×

Schweiz ist immer noch Hochpreisinsel

Die Schweiz ist nach wie vor eine Hochpreisinsel: Noch immer zahlen hiesige Konsumenten deutlich mehr für ihre Einkäufe als Kunden in den Nachbarländern. Besonders gross sind die Unterschiede bei den Nahrungsmitteln.

Donnerstag, 21. Oktober 2010, 09:00 Uhr

Für das Essen bezahlen die Schweizer 20 Prozent mehr als die Kunden in den angrenzenden Ländern. Bei Non- Food-Produkten ist der Unterschied deutlich kleiner, beträgt aber immer noch fünf Prozent. Alle Produktkategorien zusammengerechnet sind es elf Prozent mehr, welche Kunden in der Schweiz für Güter des täglichen Bedarfs ausgeben müssen. Dies zeigt eine Detailhandels-Studie der Konjunkturforschungsstelle BAK Basel Economics, die am Donnerstag veröffentlicht wurde.

 

Dass Schweizer Konsumenten tiefer in die Tasche greifen müssen, hat mehrere Gründe: Hauptgrund ist der Wareneinkauf auf dem Weltmarkt, der für Schweizer Detailhändler einiges teurer ist als für die Anbieter im Ausland. Ein Grossverteiler in Deutschland beispielsweise kann nur schon aufgrund seiner Grösse und somit der Bestellmenge 42 Prozent günstiger einkaufen als etwa Migros oder Coop.

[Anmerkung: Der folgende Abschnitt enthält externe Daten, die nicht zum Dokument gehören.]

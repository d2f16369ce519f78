//! Core value types shared by the maze, the feature extractor and the agent.

use std::fmt;

use serde::{Deserialize, Serialize};

use crate::error::Error;

/// Number of movement actions available to the agent.
pub const ACTION_COUNT: usize = 4;

/// A cell coordinate in the maze grid.
///
/// Coordinates are signed so that a tentative move off the edge of the grid
/// is representable; such positions read as walls.
#[derive(
    Debug, Clone, Copy, PartialEq, Eq, Hash, PartialOrd, Ord, Default, Serialize, Deserialize,
)]
pub struct Position {
    pub x: i32,
    pub y: i32,
}

impl Position {
    pub const fn new(x: i32, y: i32) -> Self {
        Self { x, y }
    }

    /// The position one step away in the direction of `action`.
    pub fn offset(self, action: Action) -> Self {
        let (dx, dy) = action.delta();
        Self::new(self.x + dx, self.y + dy)
    }

    /// Manhattan (L1) distance to `other`.
    pub fn manhattan_distance(self, other: Position) -> u32 {
        self.x.abs_diff(other.x) + self.y.abs_diff(other.y)
    }
}

impl fmt::Display for Position {
    fn fmt(&self, f: &mut fmt::Formatter<'_>) -> fmt::Result {
        write!(f, "({}, {})", self.x, self.y)
    }
}

/// A unit move on the grid.
///
/// The declaration order fixes the action index used by the Q-table and the
/// slot order of the feature vector.
#[derive(Debug, Clone, Copy, PartialEq, Eq, Hash, Serialize, Deserialize)]
#[serde(rename_all = "snake_case")]
pub enum Action {
    Left,
    Up,
    Right,
    Down,
}

impl Action {
    /// All actions in index order.
    pub const ALL: [Action; ACTION_COUNT] = [Action::Left, Action::Up, Action::Right, Action::Down];

    /// Index of this action in the Q-table row.
    pub const fn index(self) -> usize {
        match self {
            Action::Left => 0,
            Action::Up => 1,
            Action::Right => 2,
            Action::Down => 3,
        }
    }

    /// Action for a Q-table column index.
    pub fn from_index(index: usize) -> Option<Self> {
        Self::ALL.get(index).copied()
    }

    /// Direction vector `(dx, dy)` of this action.
    pub const fn delta(self) -> (i32, i32) {
        match self {
            Action::Left => (-1, 0),
            Action::Up => (0, 1),
            Action::Right => (1, 0),
            Action::Down => (0, -1),
        }
    }
}

impl fmt::Display for Action {
    fn fmt(&self, f: &mut fmt::Formatter<'_>) -> fmt::Result {
        let name = match self {
            Action::Left => "left",
            Action::Up => "up",
            Action::Right => "right",
            Action::Down => "down",
        };
        f.write_str(name)
    }
}

/// Material of a maze cell.
#[derive(Debug, Clone, Copy, PartialEq, Eq, Hash, Default, Serialize, Deserialize)]
#[serde(rename_all = "snake_case")]
pub enum Material {
    /// Free road.
    #[default]
    Open,
    /// Passable but penalised (bushes).
    SoftObstacle,
    /// Impassable brick.
    Wall,
}

impl Material {
    /// Numeric material code (0 = open, 1 = soft obstacle, 2 = wall).
    pub const fn code(self) -> u8 {
        match self {
            Material::Open => 0,
            Material::SoftObstacle => 1,
            Material::Wall => 2,
        }
    }

    /// Parse a material code.
    ///
    /// # Errors
    ///
    /// Returns [`Error::InvalidMaterial`] for codes other than 0, 1 and 2.
    /// The coordinates are only used for the error message.
    pub fn from_code(code: u8, x: usize, y: usize) -> Result<Self, Error> {
        match code {
            0 => Ok(Material::Open),
            1 => Ok(Material::SoftObstacle),
            2 => Ok(Material::Wall),
            _ => Err(Error::InvalidMaterial { code, x, y }),
        }
    }

    pub const fn is_open(self) -> bool {
        matches!(self, Material::Open)
    }

    /// Single-character rendering used by `Maze`'s `Display` impl.
    pub const fn glyph(self) -> char {
        match self {
            Material::Open => '.',
            Material::SoftObstacle => '*',
            Material::Wall => '#',
        }
    }
}

#[cfg(test)]
mod tests {
    use super::*;

    #[test]
    fn test_action_order_and_deltas() {
        for (index, action) in Action::ALL.iter().enumerate() {
            assert_eq!(action.index(), index);
            assert_eq!(Action::from_index(index), Some(*action));
        }
        assert_eq!(Action::from_index(4), None);
        assert_eq!(Action::Up.delta(), (0, 1));
        assert_eq!(Action::Down.delta(), (0, -1));
    }

    #[test]
    fn test_position_offset_and_distance() {
        let origin = Position::new(1, 1);
        assert_eq!(origin.offset(Action::Right), Position::new(2, 1));
        assert_eq!(origin.offset(Action::Left), Position::new(0, 1));
        assert_eq!(origin.manhattan_distance(Position::new(3, 2)), 3);
        assert_eq!(Position::new(-2, 0).manhattan_distance(Position::new(1, 4)), 7);
    }

    #[test]
    fn test_material_codes() {
        for material in [Material::Open, Material::SoftObstacle, Material::Wall] {
            assert_eq!(Material::from_code(material.code(), 0, 0).unwrap(), material);
        }
        assert!(matches!(
            Material::from_code(3, 4, 5),
            Err(Error::InvalidMaterial { code: 3, x: 4, y: 5 })
        ));
    }
}
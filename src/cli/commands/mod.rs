//! Subcommands of the `maze-learner` binary

pub mod evaluate;
pub mod train;
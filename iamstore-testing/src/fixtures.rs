//! Fixture builders.
//!
//! Identifiers that scope data (tenants, projections, lock keys) carry a
//! UUIDv7 suffix so tests running in parallel against a shared database never
//! see each other's rows.

use iamstore_types::{
    AggregateId, AggregateRef, AggregateType, ConstraintField, ConstraintType, EditorId,
    EntityId, EventType, LockKey, OwnerId, PendingEvent, ProjectionName, ResourceOwner,
    TenantId, UniqueConstraint,
};
use serde_json::Value;
use uuid::Uuid;

fn unique(label: &str) -> String {
    format!("{label}_{}", Uuid::now_v7().simple())
}

/// A tenant no other test uses.
pub fn tenant(label: &str) -> TenantId {
    TenantId::try_new(unique(label)).expect("valid tenant id")
}

/// A fresh aggregate of `aggregate_type` owned by `org-1`.
pub fn aggregate(aggregate_type: &str) -> AggregateRef {
    AggregateRef::new(
        AggregateType::try_new(aggregate_type).expect("valid aggregate type"),
        AggregateId::generate(),
        ResourceOwner::try_new("org-1").expect("valid resource owner"),
    )
}

/// A fresh `user` aggregate.
pub fn user() -> AggregateRef {
    aggregate("user")
}

/// The principal recorded on fixture events.
pub fn editor() -> EditorId {
    EditorId::try_new("system").expect("valid editor id")
}

/// Event type from a literal tag.
pub fn event_type(tag: &str) -> EventType {
    EventType::try_new(tag).expect("valid event type")
}

/// An untyped pending event.
pub fn pending(tag: &str, payload: Value) -> PendingEvent {
    PendingEvent {
        event_type: event_type(tag),
        payload,
        editor: editor(),
    }
}

/// Unique constraint on login names, the canonical example.
pub fn login_name(value: &str) -> UniqueConstraint {
    UniqueConstraint::new(
        ConstraintType::try_new("login_name").expect("valid constraint type"),
        ConstraintField::try_new(value).expect("valid constraint field"),
    )
}

/// A projection name no other test uses.
pub fn projection(label: &str) -> ProjectionName {
    ProjectionName::try_new(unique(label)).expect("valid projection name")
}

/// Entity id from a literal.
pub fn entity(id: &str) -> EntityId {
    EntityId::try_new(id).expect("valid entity id")
}

/// A lock key no other test uses.
pub fn lock_key(label: &str) -> LockKey {
    LockKey::try_new(unique(label)).expect("valid lock key")
}

/// A fresh lock owner.
pub fn owner() -> OwnerId {
    OwnerId::generate()
}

Zudem sind in der Schweiz die so genannten Vorleistungskosten viel höher, also etwa Ladenmieten oder Werbeausgaben.

Nur Osteuropäer sind produktiver

Keinen Einfluss auf die Preisunterschiede haben die vergleichsweise hohen Löhne. Zwar verdienen Schweizer Angestellte deutlich mehr als ihre Kollegen im angrenzenden Ausland - sie sind aber auch deutlich produktiver. Im Ausland müssen für die gleiche Arbeit somit mehr Leute angestellt werden. Nur Osteuropäer sind laut der Studie noch etwas fleissiger als die Schweizer.

 

Die Hochpreisinsel Schweiz ist aber am Bröckeln - sehr zum Vorteil der Konsumentinnen und Konsumenten: Die Preisunterschiede zum Ausland haben sich in den letzten vier Jahren nahezu halbiert. Mittlerweile gibt es sogar einige wenige Produktekategorien, bei denen die Schweizer besser wegkommen als die Kunden im Ausland, so etwa bei elektronischen Produkten und Computern.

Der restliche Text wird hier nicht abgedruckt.